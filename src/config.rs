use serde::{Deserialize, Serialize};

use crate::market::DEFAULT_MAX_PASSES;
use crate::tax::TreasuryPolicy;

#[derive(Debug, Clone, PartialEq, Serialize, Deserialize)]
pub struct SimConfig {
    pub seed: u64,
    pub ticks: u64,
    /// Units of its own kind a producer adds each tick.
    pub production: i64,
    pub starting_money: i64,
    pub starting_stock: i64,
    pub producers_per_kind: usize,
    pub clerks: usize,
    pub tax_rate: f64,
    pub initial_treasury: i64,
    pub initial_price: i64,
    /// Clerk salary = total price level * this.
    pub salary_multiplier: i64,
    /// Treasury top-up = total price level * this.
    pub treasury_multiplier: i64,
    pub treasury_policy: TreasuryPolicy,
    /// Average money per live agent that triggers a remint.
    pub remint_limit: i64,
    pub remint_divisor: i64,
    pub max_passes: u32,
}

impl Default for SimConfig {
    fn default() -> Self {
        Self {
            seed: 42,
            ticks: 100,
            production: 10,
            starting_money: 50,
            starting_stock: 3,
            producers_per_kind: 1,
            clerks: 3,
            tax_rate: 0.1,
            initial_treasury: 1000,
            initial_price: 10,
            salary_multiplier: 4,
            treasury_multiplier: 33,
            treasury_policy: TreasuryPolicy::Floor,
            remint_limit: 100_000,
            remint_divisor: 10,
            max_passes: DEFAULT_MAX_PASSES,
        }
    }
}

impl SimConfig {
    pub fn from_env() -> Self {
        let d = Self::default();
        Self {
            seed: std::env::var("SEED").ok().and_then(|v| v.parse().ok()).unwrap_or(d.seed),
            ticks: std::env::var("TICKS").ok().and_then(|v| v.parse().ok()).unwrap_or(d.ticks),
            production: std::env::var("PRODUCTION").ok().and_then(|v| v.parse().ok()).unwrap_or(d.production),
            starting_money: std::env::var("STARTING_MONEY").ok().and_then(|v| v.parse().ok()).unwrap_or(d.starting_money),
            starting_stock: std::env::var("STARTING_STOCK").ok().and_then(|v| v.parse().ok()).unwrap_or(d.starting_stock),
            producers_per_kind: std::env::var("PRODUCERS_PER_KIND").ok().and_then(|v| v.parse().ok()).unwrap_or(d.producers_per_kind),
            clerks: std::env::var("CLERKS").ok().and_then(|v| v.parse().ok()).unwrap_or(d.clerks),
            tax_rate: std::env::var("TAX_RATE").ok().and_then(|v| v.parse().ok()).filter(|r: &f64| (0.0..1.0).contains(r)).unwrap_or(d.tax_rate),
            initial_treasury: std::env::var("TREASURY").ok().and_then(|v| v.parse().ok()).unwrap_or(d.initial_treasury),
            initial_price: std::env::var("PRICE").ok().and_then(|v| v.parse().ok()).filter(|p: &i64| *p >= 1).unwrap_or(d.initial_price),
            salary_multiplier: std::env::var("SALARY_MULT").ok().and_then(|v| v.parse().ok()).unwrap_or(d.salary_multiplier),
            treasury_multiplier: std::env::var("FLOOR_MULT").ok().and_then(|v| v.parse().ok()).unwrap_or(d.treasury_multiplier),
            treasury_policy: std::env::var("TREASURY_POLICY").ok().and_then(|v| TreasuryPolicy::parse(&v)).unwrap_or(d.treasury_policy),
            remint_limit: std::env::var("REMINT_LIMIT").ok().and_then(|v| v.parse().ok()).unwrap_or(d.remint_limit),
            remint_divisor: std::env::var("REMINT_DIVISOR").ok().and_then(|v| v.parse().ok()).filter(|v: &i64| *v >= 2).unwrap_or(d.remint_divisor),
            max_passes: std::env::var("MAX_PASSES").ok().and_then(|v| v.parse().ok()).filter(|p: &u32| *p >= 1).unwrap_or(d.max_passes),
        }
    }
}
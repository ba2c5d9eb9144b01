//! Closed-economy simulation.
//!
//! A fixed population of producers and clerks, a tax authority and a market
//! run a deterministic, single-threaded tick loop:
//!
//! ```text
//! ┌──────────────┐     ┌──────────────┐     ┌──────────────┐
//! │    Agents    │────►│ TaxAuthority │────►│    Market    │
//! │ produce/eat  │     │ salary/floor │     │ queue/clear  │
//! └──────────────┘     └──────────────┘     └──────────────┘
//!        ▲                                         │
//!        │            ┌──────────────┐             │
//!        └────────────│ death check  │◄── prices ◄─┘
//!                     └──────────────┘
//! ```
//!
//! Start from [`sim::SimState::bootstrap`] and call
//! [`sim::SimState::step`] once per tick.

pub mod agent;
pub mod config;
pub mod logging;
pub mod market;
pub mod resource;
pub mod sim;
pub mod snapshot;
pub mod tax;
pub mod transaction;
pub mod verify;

::::::::

> [WHAT TO WORK ON]: From the listing above, pick out every line containing "ticks".

> [OUTPUT OF THE TASK]:
    pub ticks: u64,
            ticks: 100,
            ticks: std::env::var("TICKS").ok().and_then(|v| v.parse().ok()).unwrap_or(d.ticks),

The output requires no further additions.